//! HDR payload parsing (status 225)

use crate::error::{NntpError, Result};

/// One article's value for the requested header field (RFC 3977 §8.5)
#[derive(Debug, Clone)]
pub struct HdrEntry {
    /// Article number, or 0 when the query was by message-id
    pub article_number: u64,
    /// Header field value with internal tabs/linebreaks collapsed by the server
    pub value: String,
}

/// Parse one "number value" line from an HDR block
pub fn parse_hdr_line(line: &str) -> Result<HdrEntry> {
    let line = line.trim_end();
    let (number, value) = match line.split_once(' ') {
        Some((number, value)) => (number, value),
        None => (line, ""),
    };

    let article_number = number
        .parse()
        .map_err(|_| NntpError::InvalidResponse(line.to_string()))?;

    Ok(HdrEntry {
        article_number,
        value: value.to_string(),
    })
}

--------------------

What is being asked:
In the records above, locate every line with the string "value" and copy it.

Your solution:
/// One article's value for the requested header field (RFC 3977 §8.5)
    /// Header field value with internal tabs/linebreaks collapsed by the server
    pub value: String,
/// Parse one "number value" line from an HDR block
    let (number, value) = match line.split_once(' ') {
        Some((number, value)) => (number, value),
        value: value.to_string(),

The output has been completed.